=== Records provided ===
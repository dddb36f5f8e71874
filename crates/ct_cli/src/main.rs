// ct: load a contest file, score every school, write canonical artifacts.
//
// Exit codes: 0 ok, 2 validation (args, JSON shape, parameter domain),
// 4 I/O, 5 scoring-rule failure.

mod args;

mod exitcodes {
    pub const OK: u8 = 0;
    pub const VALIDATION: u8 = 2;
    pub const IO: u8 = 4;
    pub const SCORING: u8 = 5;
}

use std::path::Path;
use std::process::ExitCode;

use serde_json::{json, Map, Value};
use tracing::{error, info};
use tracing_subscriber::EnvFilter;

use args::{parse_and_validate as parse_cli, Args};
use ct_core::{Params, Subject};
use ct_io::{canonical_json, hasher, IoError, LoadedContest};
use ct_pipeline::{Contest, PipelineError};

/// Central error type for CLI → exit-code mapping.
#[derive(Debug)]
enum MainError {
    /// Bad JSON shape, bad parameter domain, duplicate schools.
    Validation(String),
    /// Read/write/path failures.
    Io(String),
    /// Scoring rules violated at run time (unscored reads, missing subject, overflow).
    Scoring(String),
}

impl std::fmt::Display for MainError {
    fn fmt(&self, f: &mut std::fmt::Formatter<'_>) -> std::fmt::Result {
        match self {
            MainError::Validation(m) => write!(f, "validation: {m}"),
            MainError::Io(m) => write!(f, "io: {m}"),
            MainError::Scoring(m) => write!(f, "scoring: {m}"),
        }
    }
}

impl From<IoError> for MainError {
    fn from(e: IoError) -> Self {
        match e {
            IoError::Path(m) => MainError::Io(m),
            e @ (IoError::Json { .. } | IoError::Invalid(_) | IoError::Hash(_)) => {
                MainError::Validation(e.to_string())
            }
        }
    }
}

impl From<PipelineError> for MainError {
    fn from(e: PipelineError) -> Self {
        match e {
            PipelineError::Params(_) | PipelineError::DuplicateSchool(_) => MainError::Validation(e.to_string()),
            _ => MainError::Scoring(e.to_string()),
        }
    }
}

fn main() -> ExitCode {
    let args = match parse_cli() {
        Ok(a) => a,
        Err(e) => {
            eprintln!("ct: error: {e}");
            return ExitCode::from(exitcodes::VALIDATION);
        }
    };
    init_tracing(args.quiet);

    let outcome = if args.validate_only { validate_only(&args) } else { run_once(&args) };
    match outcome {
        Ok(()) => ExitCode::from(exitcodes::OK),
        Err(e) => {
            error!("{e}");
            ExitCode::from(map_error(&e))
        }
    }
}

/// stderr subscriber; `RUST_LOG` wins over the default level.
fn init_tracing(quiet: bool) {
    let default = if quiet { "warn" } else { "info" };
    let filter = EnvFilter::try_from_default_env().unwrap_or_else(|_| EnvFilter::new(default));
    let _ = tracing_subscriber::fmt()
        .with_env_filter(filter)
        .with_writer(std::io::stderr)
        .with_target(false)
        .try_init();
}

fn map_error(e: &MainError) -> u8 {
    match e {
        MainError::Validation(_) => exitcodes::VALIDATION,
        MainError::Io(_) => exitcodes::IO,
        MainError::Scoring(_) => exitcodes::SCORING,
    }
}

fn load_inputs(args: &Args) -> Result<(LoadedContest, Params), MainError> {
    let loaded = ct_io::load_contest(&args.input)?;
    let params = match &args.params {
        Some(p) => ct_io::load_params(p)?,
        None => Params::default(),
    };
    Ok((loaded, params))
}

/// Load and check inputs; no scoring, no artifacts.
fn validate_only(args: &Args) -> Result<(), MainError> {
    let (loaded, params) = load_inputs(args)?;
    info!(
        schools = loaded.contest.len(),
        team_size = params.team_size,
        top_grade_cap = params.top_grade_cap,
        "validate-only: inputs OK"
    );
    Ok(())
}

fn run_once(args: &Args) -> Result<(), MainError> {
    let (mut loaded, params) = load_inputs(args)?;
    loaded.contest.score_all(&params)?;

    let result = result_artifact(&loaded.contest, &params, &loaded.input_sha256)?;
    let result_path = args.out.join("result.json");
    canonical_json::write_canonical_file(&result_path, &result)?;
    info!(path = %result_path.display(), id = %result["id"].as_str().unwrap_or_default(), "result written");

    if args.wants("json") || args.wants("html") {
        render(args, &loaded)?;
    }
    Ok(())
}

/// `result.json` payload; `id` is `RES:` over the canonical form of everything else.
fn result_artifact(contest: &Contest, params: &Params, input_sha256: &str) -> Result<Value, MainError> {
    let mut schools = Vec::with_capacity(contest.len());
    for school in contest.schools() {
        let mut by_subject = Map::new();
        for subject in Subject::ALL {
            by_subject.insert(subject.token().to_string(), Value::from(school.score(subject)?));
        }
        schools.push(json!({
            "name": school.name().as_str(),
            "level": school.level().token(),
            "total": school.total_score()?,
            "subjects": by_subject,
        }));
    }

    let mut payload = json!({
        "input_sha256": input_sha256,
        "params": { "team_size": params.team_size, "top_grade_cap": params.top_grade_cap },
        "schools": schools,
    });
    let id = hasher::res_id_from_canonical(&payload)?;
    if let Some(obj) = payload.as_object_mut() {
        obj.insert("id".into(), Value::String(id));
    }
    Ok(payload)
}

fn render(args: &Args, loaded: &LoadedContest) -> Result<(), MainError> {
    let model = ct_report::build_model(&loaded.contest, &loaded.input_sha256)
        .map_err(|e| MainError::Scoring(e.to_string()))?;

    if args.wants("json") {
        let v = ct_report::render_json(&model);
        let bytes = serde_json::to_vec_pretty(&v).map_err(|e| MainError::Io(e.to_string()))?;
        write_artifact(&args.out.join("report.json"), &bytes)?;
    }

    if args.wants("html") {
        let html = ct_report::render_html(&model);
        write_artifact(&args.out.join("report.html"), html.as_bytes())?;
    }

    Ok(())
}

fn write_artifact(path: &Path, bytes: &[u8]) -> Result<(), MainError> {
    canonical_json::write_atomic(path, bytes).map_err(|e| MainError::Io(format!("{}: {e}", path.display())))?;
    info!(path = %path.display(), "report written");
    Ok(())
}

=== What needs to be done ===
From the first line to the last, reproduce the material word for word.

=== Result of this exercise ===
repository dddb36f5f8e71874
filename crates/ct_cli/src/main.rs
// ct: load a contest file, score every school, write canonical artifacts.
//
// Exit codes: 0 ok, 2 validation (args, JSON shape, parameter domain),
// 4 I/O, 5 scoring-rule failure.

mod args;

mod exitcodes {
    pub const OK: u8 = 0;
    pub const VALIDATION: u8 = 2;
    pub const IO: u8 = 4;
    pub const SCORING: u8 = 5;
}

use std::path::Path;
use std::process::ExitCode;

use serde_json::{json, Map, Value};
use tracing::{error, info};
use tracing_subscriber::EnvFilter;

use args::{parse_and_validate as parse_cli, Args};
use ct_core::{Params, Subject};
use ct_io::{canonical_json, hasher, IoError, LoadedContest};
use ct_pipeline::{Contest, PipelineError};

/// Central error type for CLI → exit-code mapping.
#[derive(Debug)]
enum MainError {
    /// Bad JSON shape, bad parameter domain, duplicate schools.
    Validation(String),
    /// Read/write/path failures.
    Io(String),
    /// Scoring rules violated at run time (unscored reads, missing subject, overflow).
    Scoring(String),
}

impl std::fmt::Display for MainError {
    fn fmt(&self, f: &mut std::fmt::Formatter<'_>) -> std::fmt::Result {
        match self {
            MainError::Validation(m) => write!(f, "validation: {m}"),
            MainError::Io(m) => write!(f, "io: {m}"),
            MainError::Scoring(m) => write!(f, "scoring: {m}"),
        }
    }
}

impl From<IoError> for MainError {
    fn from(e: IoError) -> Self {
        match e {
            IoError::Path(m) => MainError::Io(m),
            e @ (IoError::Json { .. } | IoError::Invalid(_) | IoError::Hash(_)) => {
                MainError::Validation(e.to_string())
            }
        }
    }
}

impl From<PipelineError> for MainError {
    fn from(e: PipelineError) -> Self {
        match e {
            PipelineError::Params(_) | PipelineError::DuplicateSchool(_) => MainError::Validation(e.to_string()),
            _ => MainError::Scoring(e.to_string()),
        }
    }
}

fn main() -> ExitCode {
    let args = match parse_cli() {
        Ok(a) => a,
        Err(e) => {
            eprintln!("ct: error: {e}");
            return ExitCode::from(exitcodes::VALIDATION);
        }
    };
    init_tracing(args.quiet);

    let outcome = if args.validate_only { validate_only(&args) } else { run_once(&args) };
    match outcome {
        Ok(()) => ExitCode::from(exitcodes::OK),
        Err(e) => {
            error!("{e}");
            ExitCode::from(map_error(&e))
        }
    }
}

/// stderr subscriber; `RUST_LOG` wins over the default level.
fn init_tracing(quiet: bool) {
    let default = if quiet { "warn" } else { "info" };
    let filter = EnvFilter::try_from_default_env().unwrap_or_else(|_| EnvFilter::new(default));
    let _ = tracing_subscriber::fmt()
        .with_env_filter(filter)
        .with_writer(std::io::stderr)
        .with_target(false)
        .try_init();
}

fn map_error(e: &MainError) -> u8 {
    match e {
        MainError::Validation(_) => exitcodes::VALIDATION,
        MainError::Io(_) => exitcodes::IO,
        MainError::Scoring(_) => exitcodes::SCORING,
    }
}

fn load_inputs(args: &Args) -> Result<(LoadedContest, Params), MainError> {
    let loaded = ct_io::load_contest(&args.input)?;
    let params = match &args.params {
        Some(p) => ct_io::load_params(p)?,
        None => Params::default(),
    };
    Ok((loaded, params))
}

/// Load and check inputs; no scoring, no artifacts.
fn validate_only(args: &Args) -> Result<(), MainError> {
    let (loaded, params) = load_inputs(args)?;
    info!(
        schools = loaded.contest.len(),
        team_size = params.team_size,
        top_grade_cap = params.top_grade_cap,
        "validate-only: inputs OK"
    );
    Ok(())
}

fn run_once(args: &Args) -> Result<(), MainError> {
    let (mut loaded, params) = load_inputs(args)?;
    loaded.contest.score_all(&params)?;

    let result = result_artifact(&loaded.contest, &params, &loaded.input_sha256)?;
    let result_path = args.out.join("result.json");
    canonical_json::write_canonical_file(&result_path, &result)?;
    info!(path = %result_path.display(), id = %result["id"].as_str().unwrap_or_default(), "result written");

    if args.wants("json") || args.wants("html") {
        render(args, &loaded)?;
    }
    Ok(())
}

/// `result.json` payload; `id` is `RES:` over the canonical form of everything else.
fn result_artifact(contest: &Contest, params: &Params, input_sha256: &str) -> Result<Value, MainError> {
    let mut schools = Vec::with_capacity(contest.len());
    for school in contest.schools() {
        let mut by_subject = Map::new();
        for subject in Subject::ALL {
            by_subject.insert(subject.token().to_string(), Value::from(school.score(subject)?));
        }
        schools.push(json!({
            "name": school.name().as_str(),
            "level": school.level().token(),
            "total": school.total_score()?,
            "subjects": by_subject,
        }));
    }

    let mut payload = json!({
        "input_sha256": input_sha256,
        "params": { "team_size": params.team_size, "top_grade_cap": params.top_grade_cap },
        "schools": schools,
    });
    let id = hasher::res_id_from_canonical(&payload)?;
    if let Some(obj) = payload.as_object_mut() {
        obj.insert("id".into(), Value::String(id));
    }
    Ok(payload)
}

fn render(args: &Args, loaded: &LoadedContest) -> Result<(), MainError> {
    let model = ct_report::build_model(&loaded.contest, &loaded.input_sha256)
        .map_err(|e| MainError::Scoring(e.to_string()))?;

    if args.wants("json") {
        let v = ct_report::render_json(&model);
        let bytes = serde_json::to_vec_pretty(&v).map_err(|e| MainError::Io(e.to_string()))?;
        write_artifact(&args.out.join("report.json"), &bytes)?;
    }

    if args.wants("html") {
        let html = ct_report::render_html(&model);
        write_artifact(&args.out.join("report.html"), html.as_bytes())?;
    }

    Ok(())
}

fn write_artifact(path: &Path, bytes: &[u8]) -> Result<(), MainError> {
    canonical_json::write_atomic(path, bytes).map_err(|e| MainError::Io(format!("{}: {e}", path.display())))?;
    info!(path = %path.display(), "report written");
    Ok(())
}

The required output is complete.